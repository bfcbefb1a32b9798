//! On-card record codecs.
//!
//! ## Record capability
//!
//! Every record type is a plain struct implementing [`Record`]: it knows
//! its file, its slot, and how to pack itself into exactly
//! [`RECORD_SIZE`] bytes. Records never read or write the card themselves;
//! the transaction engine decides when bytes move.
//!
//! ## File layout
//!
//! | File | Records | SFI |
//! |------|---------|-----|
//! | Environment | 1 | 0x07 |
//! | Event | 3 (rolling) | 0x08 |
//! | Contract | 8 | 0x09 |
//!
//! The two stored-value logs come back with the SV status rather than from
//! a record file.
//!
//! ## Example
//!
//! ```
//! use cdmx_card::records::{Contract, ContractStatus, Record, RECORD_SIZE};
//!
//! let mut contract = Contract::new(1);
//! contract.status.set(ContractStatus::PartlyUsed);
//! contract.tariff = 500;
//!
//! let bytes = contract.pack().unwrap();
//! assert_eq!(bytes.len(), RECORD_SIZE);
//! assert_eq!(Contract::unpack(1, &bytes).unwrap(), contract);
//! ```

mod codes;
mod contract;
mod environment;
mod event;
mod sv_log;

pub use codes::{ContractStatus, Modality, PeriodUnit, ProfileType, TransactionType};
pub use contract::{Contract, Period};
pub use environment::Environment;
pub use event::{Event, FirstLeg, MAX_TRANSACTION_NUMBER};
pub use sv_log::{DebitLog, LoadLog};

use crate::error::ParseError;

/// Fixed record length for the CDMX profile.
pub const RECORD_SIZE: usize = 29;

/// Bits in one record.
pub const RECORD_BITS: usize = RECORD_SIZE * 8;

/// Card files addressed by the codec.
#[derive(Debug, Clone, Copy, PartialEq, Eq, Hash)]
pub enum FileId {
    Environment,
    Event,
    Contract,
    DebitLog,
    LoadLog,
}

impl FileId {
    /// Short file identifier, `None` for the SV logs.
    pub fn sfi(self) -> Option<u8> {
        match self {
            FileId::Environment => Some(0x07),
            FileId::Event => Some(0x08),
            FileId::Contract => Some(0x09),
            FileId::DebitLog | FileId::LoadLog => None,
        }
    }

    /// Number of records the file holds.
    pub fn slot_count(self) -> u8 {
        match self {
            FileId::Environment | FileId::DebitLog | FileId::LoadLog => 1,
            FileId::Event => 3,
            FileId::Contract => 8,
        }
    }
}

/// A fixed-width packed record.
pub trait Record: Sized {
    /// File the record lives in.
    const FILE: FileId;

    /// 1-based slot within the file.
    fn slot(&self) -> u8;

    /// Serialize to exactly [`RECORD_SIZE`] bytes.
    fn pack(&self) -> Result<Vec<u8>, ParseError>;

    /// Decode a record read from `slot`.
    fn unpack(slot: u8, bytes: &[u8]) -> Result<Self, ParseError>;

    /// Upper-case hex of the packed bytes, for audit logs.
    fn content(&self) -> Result<String, ParseError> {
        Ok(hex::encode_upper(self.pack()?))
    }
}

/// `true` for a never-written record (all bytes zero).
pub fn is_blank(bytes: &[u8]) -> bool {
    bytes.iter().all(|b| *b == 0)
}

#[cfg(test)]
mod tests {
    use super::*;

    #[test]
    fn test_file_layout() {
        assert_eq!(FileId::Environment.slot_count(), 1);
        assert_eq!(FileId::Event.slot_count(), 3);
        assert_eq!(FileId::Contract.slot_count(), 8);
        assert_eq!(FileId::Contract.sfi(), Some(0x09));
        assert_eq!(FileId::LoadLog.sfi(), None);
    }

    #[test]
    fn test_content_is_hex() {
        let c = Contract::new(1);
        let hex = c.content().unwrap();
        assert_eq!(hex.len(), RECORD_SIZE * 2);
        assert!(hex.chars().all(|c| c.is_ascii_hexdigit() && !c.is_ascii_lowercase()));
    }

    #[test]
    fn test_is_blank() {
        assert!(is_blank(&[0; RECORD_SIZE]));
        assert!(!is_blank(&[0, 0, 1]));
    }
}
//! Software SAM backed by SHA-256.
//!
//! Not a real cryptographic scheme. It gives deterministic MACs and
//! contract authenticators so signed records can be checked end to end.

use sha2::{Digest, Sha256};

use crate::error::ProtocolError;
use crate::session::{SamSession, SignedFields};

#[derive(Debug, Clone)]
pub struct MemorySam {
    id: u32,
    secret: Vec<u8>,
    unlocked: bool,
    sale_counter: u16,
}

impl MemorySam {
    /// Locked SAM that opens with `secret`.
    pub fn new(id: u32, secret: impl Into<Vec<u8>>) -> Self {
        Self {
            id,
            secret: secret.into(),
            unlocked: false,
            sale_counter: 0,
        }
    }

    /// SAM that needs no unlock.
    pub fn unlocked(id: u32) -> Self {
        Self {
            unlocked: true,
            ..Self::new(id, Vec::new())
        }
    }

    pub fn is_unlocked(&self) -> bool {
        self.unlocked
    }

    pub fn sale_counter(&self) -> u16 {
        self.sale_counter
    }

    fn digest(&self, domain: &[u8], data: &[u8]) -> Result<[u8; 32], ProtocolError> {
        if !self.unlocked {
            return Err(ProtocolError::SamLocked);
        }
        let mut hasher = Sha256::new();
        hasher.update(self.id.to_be_bytes());
        hasher.update(domain);
        hasher.update(data);
        Ok(hasher.finalize().into())
    }
}

impl SamSession for MemorySam {
    fn unlock(&mut self, secret: &[u8]) -> Result<(), ProtocolError> {
        if secret != self.secret.as_slice() {
            return Err(ProtocolError::Sam("unlock secret rejected".into()));
        }
        self.unlocked = true;
        Ok(())
    }

    fn sam_id(&self) -> u32 {
        self.id
    }

    fn next_sale_counter(&mut self) -> Result<u16, ProtocolError> {
        if !self.unlocked {
            return Err(ProtocolError::SamLocked);
        }
        self.sale_counter = self.sale_counter.wrapping_add(1);
        Ok(self.sale_counter)
    }

    fn compute_mac(&mut self, fields: &SignedFields) -> Result<[u8; 4], ProtocolError> {
        let digest = self.digest(b"event", &fields.to_bytes())?;
        Ok([digest[0], digest[1], digest[2], digest[3]])
    }

    fn sign_contract(&mut self, data: &[u8]) -> Result<u16, ProtocolError> {
        let digest = self.digest(b"contract", data)?;
        Ok(u16::from_be_bytes([digest[0], digest[1]]))
    }

    fn verify_contract(&mut self, data: &[u8], authenticator: u16) -> Result<bool, ProtocolError> {
        Ok(self.sign_contract(data)? == authenticator)
    }
}

#[cfg(test)]
mod tests {
    use super::*;

    #[test]
    fn test_locked_until_unlocked() {
        let mut sam = MemorySam::new(1, b"secret".to_vec());
        assert_eq!(sam.sign_contract(b"x"), Err(ProtocolError::SamLocked));
        assert!(sam.unlock(b"wrong").is_err());
        sam.unlock(b"secret").unwrap();
        assert!(sam.sign_contract(b"x").is_ok());
    }

    #[test]
    fn test_contract_signature() {
        let mut sam = MemorySam::unlocked(7);
        let auth = sam.sign_contract(b"contract bytes").unwrap();
        assert!(sam.verify_contract(b"contract bytes", auth).unwrap());
        assert!(!sam.verify_contract(b"contract bytez", auth).unwrap());

        // Another SAM id yields another key
        let mut other = MemorySam::unlocked(8);
        assert_ne!(other.sign_contract(b"contract bytes").unwrap(), auth);
    }

    #[test]
    fn test_sale_counter() {
        let mut sam = MemorySam::unlocked(1);
        assert_eq!(sam.next_sale_counter().unwrap(), 1);
        assert_eq!(sam.next_sale_counter().unwrap(), 2);
        assert_eq!(sam.sale_counter(), 2);
    }
}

★ ★ ★

### Task statement
Reproduce all of the entries word for word.

### Solution to this exercise
repository bfcbefb1a32b9798
//! On-card record codecs.
//!
//! ## Record capability
//!
//! Every record type is a plain struct implementing [`Record`]: it knows
//! its file, its slot, and how to pack itself into exactly
//! [`RECORD_SIZE`] bytes. Records never read or write the card themselves;
//! the transaction engine decides when bytes move.
//!
//! ## File layout
//!
//! | File | Records | SFI |
//! |------|---------|-----|
//! | Environment | 1 | 0x07 |
//! | Event | 3 (rolling) | 0x08 |
//! | Contract | 8 | 0x09 |
//!
//! The two stored-value logs come back with the SV status rather than from
//! a record file.
//!
//! ## Example
//!
//! ```
//! use cdmx_card::records::{Contract, ContractStatus, Record, RECORD_SIZE};
//!
//! let mut contract = Contract::new(1);
//! contract.status.set(ContractStatus::PartlyUsed);
//! contract.tariff = 500;
//!
//! let bytes = contract.pack().unwrap();
//! assert_eq!(bytes.len(), RECORD_SIZE);
//! assert_eq!(Contract::unpack(1, &bytes).unwrap(), contract);
//! ```

mod codes;
mod contract;
mod environment;
mod event;
mod sv_log;

pub use codes::{ContractStatus, Modality, PeriodUnit, ProfileType, TransactionType};
pub use contract::{Contract, Period};
pub use environment::Environment;
pub use event::{Event, FirstLeg, MAX_TRANSACTION_NUMBER};
pub use sv_log::{DebitLog, LoadLog};

use crate::error::ParseError;

/// Fixed record length for the CDMX profile.
pub const RECORD_SIZE: usize = 29;

/// Bits in one record.
pub const RECORD_BITS: usize = RECORD_SIZE * 8;

/// Card files addressed by the codec.
#[derive(Debug, Clone, Copy, PartialEq, Eq, Hash)]
pub enum FileId {
    Environment,
    Event,
    Contract,
    DebitLog,
    LoadLog,
}

impl FileId {
    /// Short file identifier, `None` for the SV logs.
    pub fn sfi(self) -> Option<u8> {
        match self {
            FileId::Environment => Some(0x07),
            FileId::Event => Some(0x08),
            FileId::Contract => Some(0x09),
            FileId::DebitLog | FileId::LoadLog => None,
        }
    }

    /// Number of records the file holds.
    pub fn slot_count(self) -> u8 {
        match self {
            FileId::Environment | FileId::DebitLog | FileId::LoadLog => 1,
            FileId::Event => 3,
            FileId::Contract => 8,
        }
    }
}

/// A fixed-width packed record.
pub trait Record: Sized {
    /// File the record lives in.
    const FILE: FileId;

    /// 1-based slot within the file.
    fn slot(&self) -> u8;

    /// Serialize to exactly [`RECORD_SIZE`] bytes.
    fn pack(&self) -> Result<Vec<u8>, ParseError>;

    /// Decode a record read from `slot`.
    fn unpack(slot: u8, bytes: &[u8]) -> Result<Self, ParseError>;

    /// Upper-case hex of the packed bytes, for audit logs.
    fn content(&self) -> Result<String, ParseError> {
        Ok(hex::encode_upper(self.pack()?))
    }
}

/// `true` for a never-written record (all bytes zero).
pub fn is_blank(bytes: &[u8]) -> bool {
    bytes.iter().all(|b| *b == 0)
}

#[cfg(test)]
mod tests {
    use super::*;

    #[test]
    fn test_file_layout() {
        assert_eq!(FileId::Environment.slot_count(), 1);
        assert_eq!(FileId::Event.slot_count(), 3);
        assert_eq!(FileId::Contract.slot_count(), 8);
        assert_eq!(FileId::Contract.sfi(), Some(0x09));
        assert_eq!(FileId::LoadLog.sfi(), None);
    }

    #[test]
    fn test_content_is_hex() {
        let c = Contract::new(1);
        let hex = c.content().unwrap();
        assert_eq!(hex.len(), RECORD_SIZE * 2);
        assert!(hex.chars().all(|c| c.is_ascii_hexdigit() && !c.is_ascii_lowercase()));
    }

    #[test]
    fn test_is_blank() {
        assert!(is_blank(&[0; RECORD_SIZE]));
        assert!(!is_blank(&[0, 0, 1]));
    }
}
//! Software SAM backed by SHA-256.
//!
//! Not a real cryptographic scheme. It gives deterministic MACs and
//! contract authenticators so signed records can be checked end to end.

use sha2::{Digest, Sha256};

use crate::error::ProtocolError;
use crate::session::{SamSession, SignedFields};

#[derive(Debug, Clone)]
pub struct MemorySam {
    id: u32,
    secret: Vec<u8>,
    unlocked: bool,
    sale_counter: u16,
}

impl MemorySam {
    /// Locked SAM that opens with `secret`.
    pub fn new(id: u32, secret: impl Into<Vec<u8>>) -> Self {
        Self {
            id,
            secret: secret.into(),
            unlocked: false,
            sale_counter: 0,
        }
    }

    /// SAM that needs no unlock.
    pub fn unlocked(id: u32) -> Self {
        Self {
            unlocked: true,
            ..Self::new(id, Vec::new())
        }
    }

    pub fn is_unlocked(&self) -> bool {
        self.unlocked
    }

    pub fn sale_counter(&self) -> u16 {
        self.sale_counter
    }

    fn digest(&self, domain: &[u8], data: &[u8]) -> Result<[u8; 32], ProtocolError> {
        if !self.unlocked {
            return Err(ProtocolError::SamLocked);
        }
        let mut hasher = Sha256::new();
        hasher.update(self.id.to_be_bytes());
        hasher.update(domain);
        hasher.update(data);
        Ok(hasher.finalize().into())
    }
}

impl SamSession for MemorySam {
    fn unlock(&mut self, secret: &[u8]) -> Result<(), ProtocolError> {
        if secret != self.secret.as_slice() {
            return Err(ProtocolError::Sam("unlock secret rejected".into()));
        }
        self.unlocked = true;
        Ok(())
    }

    fn sam_id(&self) -> u32 {
        self.id
    }

    fn next_sale_counter(&mut self) -> Result<u16, ProtocolError> {
        if !self.unlocked {
            return Err(ProtocolError::SamLocked);
        }
        self.sale_counter = self.sale_counter.wrapping_add(1);
        Ok(self.sale_counter)
    }

    fn compute_mac(&mut self, fields: &SignedFields) -> Result<[u8; 4], ProtocolError> {
        let digest = self.digest(b"event", &fields.to_bytes())?;
        Ok([digest[0], digest[1], digest[2], digest[3]])
    }

    fn sign_contract(&mut self, data: &[u8]) -> Result<u16, ProtocolError> {
        let digest = self.digest(b"contract", data)?;
        Ok(u16::from_be_bytes([digest[0], digest[1]]))
    }

    fn verify_contract(&mut self, data: &[u8], authenticator: u16) -> Result<bool, ProtocolError> {
        Ok(self.sign_contract(data)? == authenticator)
    }
}

#[cfg(test)]
mod tests {
    use super::*;

    #[test]
    fn test_locked_until_unlocked() {
        let mut sam = MemorySam::new(1, b"secret".to_vec());
        assert_eq!(sam.sign_contract(b"x"), Err(ProtocolError::SamLocked));
        assert!(sam.unlock(b"wrong").is_err());
        sam.unlock(b"secret").unwrap();
        assert!(sam.sign_contract(b"x").is_ok());
    }

    #[test]
    fn test_contract_signature() {
        let mut sam = MemorySam::unlocked(7);
        let auth = sam.sign_contract(b"contract bytes").unwrap();
        assert!(sam.verify_contract(b"contract bytes", auth).unwrap());
        assert!(!sam.verify_contract(b"contract bytez", auth).unwrap());

        // Another SAM id yields another key
        let mut other = MemorySam::unlocked(8);
        assert_ne!(other.sign_contract(b"contract bytes").unwrap(), auth);
    }

    #[test]
    fn test_sale_counter() {
        let mut sam = MemorySam::unlocked(1);
        assert_eq!(sam.next_sale_counter().unwrap(), 1);
        assert_eq!(sam.next_sale_counter().unwrap(), 2);
        assert_eq!(sam.sale_counter(), 2);
    }
}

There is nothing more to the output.